//! A mutable in-memory overlay over a persistent [`Tree`], materialized
//! back into new `Tree`/`Blob` objects on [`WorkingTree::write`] (§4.6).
//!
//! The teacher has no analogous structure (its `Index` is a flat staging
//! list, not a tree mirror); this is built from §3's "WorkingTree node"
//! entity and §4.6's contract, in the teacher's own style of lazily
//! expanding on-disk structures only as a caller actually touches them
//! (the same laziness the teacher's `Database::load` affords by reading
//! one object per path component instead of the whole tree up front).

use crate::error::{Result, StoreError};
use crate::objects::{Blob, Object, ObjectId, Tree, TreeEntry, TreeEntryMode};
use crate::payload::{Payload, PayloadHandlers};
use crate::store::ObjectDb;
use std::collections::BTreeMap;

struct BlobNode {
    payload: Option<Payload>,
    id: Option<ObjectId>,
    mode: TreeEntryMode,
    dirty: bool,
}

impl BlobNode {
    fn from_existing(id: ObjectId, mode: TreeEntryMode) -> Self {
        Self {
            payload: None,
            id: Some(id),
            mode,
            dirty: false,
        }
    }

    fn ensure_payload(&mut self, db: &ObjectDb, handlers: &PayloadHandlers, leaf_name: &str) -> Result<()> {
        if self.payload.is_some() {
            return Ok(());
        }
        let id = self
            .id
            .as_ref()
            .expect("a blob node always has payload or a backing id");
        let (_, bytes) = db.read_raw(id)?;
        self.payload = Some(handlers.decode(leaf_name, &bytes)?);
        Ok(())
    }
}

enum Child {
    Blob(BlobNode),
    Tree(WorkingTree),
}

/// Mutable mirror of a persistent [`Tree`]. Expands its entry list lazily
/// from `ObjectDB` the first time it's traversed, so opening a store with a
/// large history doesn't eagerly decode every tree it has ever committed.
pub struct WorkingTree {
    id: Option<ObjectId>,
    entries: BTreeMap<String, Child>,
    loaded: bool,
    dirty: bool,
}

impl WorkingTree {
    pub fn empty() -> Self {
        Self {
            id: None,
            entries: BTreeMap::new(),
            loaded: true,
            dirty: false,
        }
    }

    /// Mirrors the tree at `id`, or an empty tree if `id` is `None` (a
    /// freshly initialized repository, per §3 invariant 3).
    pub fn from_root(id: Option<ObjectId>) -> Self {
        match id {
            None => Self::empty(),
            Some(id) => Self {
                id: Some(id),
                entries: BTreeMap::new(),
                loaded: false,
                dirty: false,
            },
        }
    }

    fn ensure_loaded(&mut self, db: &ObjectDb) -> Result<()> {
        if self.loaded {
            return Ok(());
        }
        let id = self.id.clone().expect("unloaded node always has a backing id");
        let object = db.get(&id)?;
        let tree = object
            .as_tree()
            .ok_or_else(|| StoreError::MalformedObject(Some(id.clone()), "expected a tree object".into()))?;
        for entry in tree.entries() {
            let child = if entry.mode.is_directory() {
                Child::Tree(WorkingTree::from_root(Some(entry.id.clone())))
            } else {
                Child::Blob(BlobNode::from_existing(entry.id.clone(), entry.mode))
            };
            self.entries.insert(entry.name.clone(), child);
        }
        self.loaded = true;
        Ok(())
    }

    fn split_path(path: &str) -> Result<Vec<&str>> {
        let components: Vec<&str> = path.split('/').filter(|s| !s.is_empty()).collect();
        if components.is_empty() {
            return Err(StoreError::InvalidPath(path.to_string(), "path is empty".into()));
        }
        for component in &components {
            if component.contains('\0') {
                return Err(StoreError::InvalidPath(
                    path.to_string(),
                    "path component contains a NUL byte".into(),
                ));
            }
        }
        Ok(components)
    }

    pub fn get(&mut self, path: &str, db: &ObjectDb, handlers: &PayloadHandlers) -> Result<Option<Payload>> {
        let components = Self::split_path(path)?;
        self.get_rec(&components, db, handlers)
    }

    fn get_rec(
        &mut self,
        components: &[&str],
        db: &ObjectDb,
        handlers: &PayloadHandlers,
    ) -> Result<Option<Payload>> {
        self.ensure_loaded(db)?;
        let (head, rest) = components.split_first().expect("non-empty path");
        match self.entries.get_mut(*head) {
            None => Ok(None),
            Some(Child::Blob(blob)) if rest.is_empty() => {
                blob.ensure_payload(db, handlers, head)?;
                Ok(blob.payload.clone())
            }
            Some(Child::Blob(_)) => Ok(None),
            Some(Child::Tree(_)) if rest.is_empty() => Ok(None),
            Some(Child::Tree(subtree)) => subtree.get_rec(rest, db, handlers),
        }
    }

    pub fn set(&mut self, path: &str, payload: Payload, db: &ObjectDb) -> Result<()> {
        let components = Self::split_path(path)?;
        self.set_rec(&components, payload, db)
    }

    fn set_rec(&mut self, components: &[&str], payload: Payload, db: &ObjectDb) -> Result<()> {
        self.ensure_loaded(db)?;
        let (head, rest) = components.split_first().expect("non-empty path");

        if rest.is_empty() {
            self.entries.insert(
                head.to_string(),
                Child::Blob(BlobNode {
                    payload: Some(payload),
                    id: None,
                    mode: TreeEntryMode::File,
                    dirty: true,
                }),
            );
        } else {
            let needs_new_dir = !matches!(self.entries.get(*head), Some(Child::Tree(_)));
            if needs_new_dir {
                self.entries.insert(head.to_string(), Child::Tree(WorkingTree::empty()));
            }
            match self.entries.get_mut(*head) {
                Some(Child::Tree(subtree)) => subtree.set_rec(rest, payload, db)?,
                _ => unreachable!("just inserted a Tree child above"),
            }
        }
        self.dirty = true;
        Ok(())
    }

    /// Returns `true` if this node is empty after the deletion, so the
    /// caller can collapse it out of its own parent (§4.6 `delete`).
    pub fn delete(&mut self, path: &str, db: &ObjectDb) -> Result<()> {
        let components = Self::split_path(path)?;
        self.delete_rec(&components, db)?;
        Ok(())
    }

    fn delete_rec(&mut self, components: &[&str], db: &ObjectDb) -> Result<bool> {
        self.ensure_loaded(db)?;
        let (head, rest) = components.split_first().expect("non-empty path");

        if rest.is_empty() {
            self.entries.remove(*head);
        } else {
            let collapse = match self.entries.get_mut(*head) {
                Some(Child::Tree(subtree)) => subtree.delete_rec(rest, db)?,
                _ => false,
            };
            if collapse {
                self.entries.remove(*head);
            }
        }
        self.dirty = true;
        Ok(self.entries.is_empty())
    }

    /// Ensures a nested [`WorkingTree`] exists at `path`, creating
    /// intermediate directories as needed, and returns it (§4.6 `tree`).
    pub fn tree(&mut self, path: &str, db: &ObjectDb) -> Result<&mut WorkingTree> {
        let components = Self::split_path(path)?;
        self.tree_rec(&components, db)
    }

    fn tree_rec(&mut self, components: &[&str], db: &ObjectDb) -> Result<&mut WorkingTree> {
        self.ensure_loaded(db)?;
        let (head, rest) = components.split_first().expect("non-empty path");
        let needs_new_dir = !matches!(self.entries.get(*head), Some(Child::Tree(_)));
        if needs_new_dir {
            self.entries.insert(head.to_string(), Child::Tree(WorkingTree::empty()));
            self.dirty = true;
        }
        let Some(Child::Tree(subtree)) = self.entries.get_mut(*head) else {
            unreachable!("just ensured a Tree child above");
        };
        if rest.is_empty() {
            Ok(subtree)
        } else {
            subtree.tree_rec(rest, db)
        }
    }

    /// Depth-first, canonically (by-name) ordered leaves as `(path, value)`
    /// pairs (§4.6 `each`/`paths`/`values`).
    pub fn each(&mut self, db: &ObjectDb, handlers: &PayloadHandlers) -> Result<Vec<(String, Payload)>> {
        self.ensure_loaded(db)?;
        let mut out = Vec::new();
        for (name, child) in self.entries.iter_mut() {
            match child {
                Child::Blob(blob) => {
                    blob.ensure_payload(db, handlers, name)?;
                    out.push((name.clone(), blob.payload.clone().unwrap()));
                }
                Child::Tree(subtree) => {
                    for (sub_path, payload) in subtree.each(db, handlers)? {
                        out.push((format!("{name}/{sub_path}"), payload));
                    }
                }
            }
        }
        Ok(out)
    }

    pub fn paths(&mut self, db: &ObjectDb, handlers: &PayloadHandlers) -> Result<Vec<String>> {
        Ok(self.each(db, handlers)?.into_iter().map(|(p, _)| p).collect())
    }

    pub fn values(&mut self, db: &ObjectDb, handlers: &PayloadHandlers) -> Result<Vec<Payload>> {
        Ok(self.each(db, handlers)?.into_iter().map(|(_, v)| v).collect())
    }

    /// Flattens into a `path -> value` map; a thin convenience over
    /// [`WorkingTree::each`] for callers that want random access rather than
    /// an ordered walk.
    pub fn to_mapping(
        &mut self,
        db: &ObjectDb,
        handlers: &PayloadHandlers,
    ) -> Result<BTreeMap<String, Payload>> {
        Ok(self.each(db, handlers)?.into_iter().collect())
    }

    /// Materializes every dirty node, bottom-up, into new `Blob`/`Tree`
    /// objects and returns the root tree's id (§4.6 `write`). A clean node
    /// simply returns its existing id (or writes an empty tree if it has
    /// never been persisted).
    pub fn write(&mut self, db: &ObjectDb, handlers: &PayloadHandlers) -> Result<ObjectId> {
        if !self.dirty {
            if let Some(id) = &self.id {
                return Ok(id.clone());
            }
        }
        self.ensure_loaded(db)?;

        let mut tree_entries = Vec::with_capacity(self.entries.len());
        for (name, child) in self.entries.iter_mut() {
            match child {
                Child::Blob(blob) => {
                    let id = if blob.dirty || blob.id.is_none() {
                        let payload = blob
                            .payload
                            .clone()
                            .expect("a dirty blob always has its payload in memory");
                        let bytes = handlers.encode(name, &payload)?;
                        let id = db.put(&Object::Blob(Blob::new(bytes)))?;
                        blob.id = Some(id.clone());
                        blob.dirty = false;
                        id
                    } else {
                        blob.id.clone().unwrap()
                    };
                    tree_entries.push(TreeEntry::new(blob.mode, name.clone(), id));
                }
                Child::Tree(subtree) => {
                    let id = subtree.write(db, handlers)?;
                    tree_entries.push(TreeEntry::new(TreeEntryMode::Directory, name.clone(), id));
                }
            }
        }

        let tree = Tree::from_entries(tree_entries)?;
        let id = db.put(&Object::Tree(tree))?;
        self.id = Some(id.clone());
        self.dirty = false;
        Ok(id)
    }
}

#[cfg(test)]
mod tests {
    use super::*;
    use crate::store::ObjectDb;
    use pretty_assertions::assert_eq;

    fn new_db() -> (assert_fs::TempDir, ObjectDb) {
        let dir = assert_fs::TempDir::new().unwrap();
        let db = ObjectDb::open(dir.path().join("objects")).unwrap();
        (dir, db)
    }

    #[test]
    fn set_then_get_round_trips() {
        let (_dir, db) = new_db();
        let handlers = PayloadHandlers::new();
        let mut tree = WorkingTree::empty();
        let payload = Payload::from_serializable(&serde_yaml::Mapping::new()).unwrap();
        tree.set("a.yml", payload.clone(), &db).unwrap();
        let got = tree.get("a.yml", &db, &handlers).unwrap();
        assert_eq!(got, Some(payload));
    }

    #[test]
    fn nested_path_creates_intermediate_directories() {
        let (_dir, db) = new_db();
        let handlers = PayloadHandlers::new();
        let mut tree = WorkingTree::empty();
        let payload = Payload::Raw(b"x".to_vec());
        tree.set("dir/sub/b.yml", payload.clone(), &db).unwrap();
        assert_eq!(tree.paths(&db, &handlers).unwrap(), vec!["dir/sub/b.yml".to_string()]);
    }

    #[test]
    fn delete_collapses_empty_parent() {
        let (_dir, db) = new_db();
        let handlers = PayloadHandlers::new();
        let mut tree = WorkingTree::empty();
        tree.set("x/y.yml", Payload::Raw(vec![1]), &db).unwrap();
        tree.delete("x/y.yml", &db).unwrap();
        assert!(tree.paths(&db, &handlers).unwrap().is_empty());
    }

    #[test]
    fn write_round_trips_through_object_db() {
        let (_dir, db) = new_db();
        let handlers = PayloadHandlers::new();
        let mut tree = WorkingTree::empty();
        tree.set("a.yml", Payload::Raw(b"hi".to_vec()), &db).unwrap();
        let root_id = tree.write(&db, &handlers).unwrap();

        let mut reloaded = WorkingTree::from_root(Some(root_id));
        let got = reloaded.get("a.yml", &db, &handlers).unwrap();
        assert_eq!(got, Some(Payload::Raw(b"hi".to_vec())));
    }

    #[test]
    fn rewriting_a_sibling_preserves_a_foreign_entrys_mode() {
        let (_dir, db) = new_db();
        let handlers = PayloadHandlers::new();

        let script_id = db
            .put(&Object::Blob(Blob::new(b"#!/bin/sh\necho hi\n".to_vec())))
            .unwrap();
        let target_id = db.put(&Object::Blob(Blob::new(b"/usr/bin/real".to_vec()))).unwrap();
        let plain_id = db.put(&Object::Blob(Blob::new(b"plain".to_vec()))).unwrap();

        let tree = Tree::from_entries(vec![
            TreeEntry::new(TreeEntryMode::Executable, "run.sh", script_id.clone()),
            TreeEntry::new(TreeEntryMode::Symlink, "link", target_id.clone()),
            TreeEntry::new(TreeEntryMode::File, "plain.txt", plain_id),
        ])
        .unwrap();
        let root_id = db.put(&Object::Tree(tree)).unwrap();

        let mut working = WorkingTree::from_root(Some(root_id));
        working
            .set("plain.txt", Payload::Raw(b"changed".to_vec()), &db)
            .unwrap();
        let new_root_id = working.write(&db, &handlers).unwrap();

        let root_object = db.get(&new_root_id).unwrap();
        let root_tree = root_object.as_tree().unwrap();
        assert_eq!(root_tree.get("run.sh").unwrap().mode, TreeEntryMode::Executable);
        assert_eq!(root_tree.get("run.sh").unwrap().id, script_id);
        assert_eq!(root_tree.get("link").unwrap().mode, TreeEntryMode::Symlink);
        assert_eq!(root_tree.get("link").unwrap().id, target_id);
        assert_eq!(root_tree.get("plain.txt").unwrap().mode, TreeEntryMode::File);
    }
}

- Problem to solve: If a line in the entries above contains the word "subtree", count it, and give only the final number.

- Expected output: 10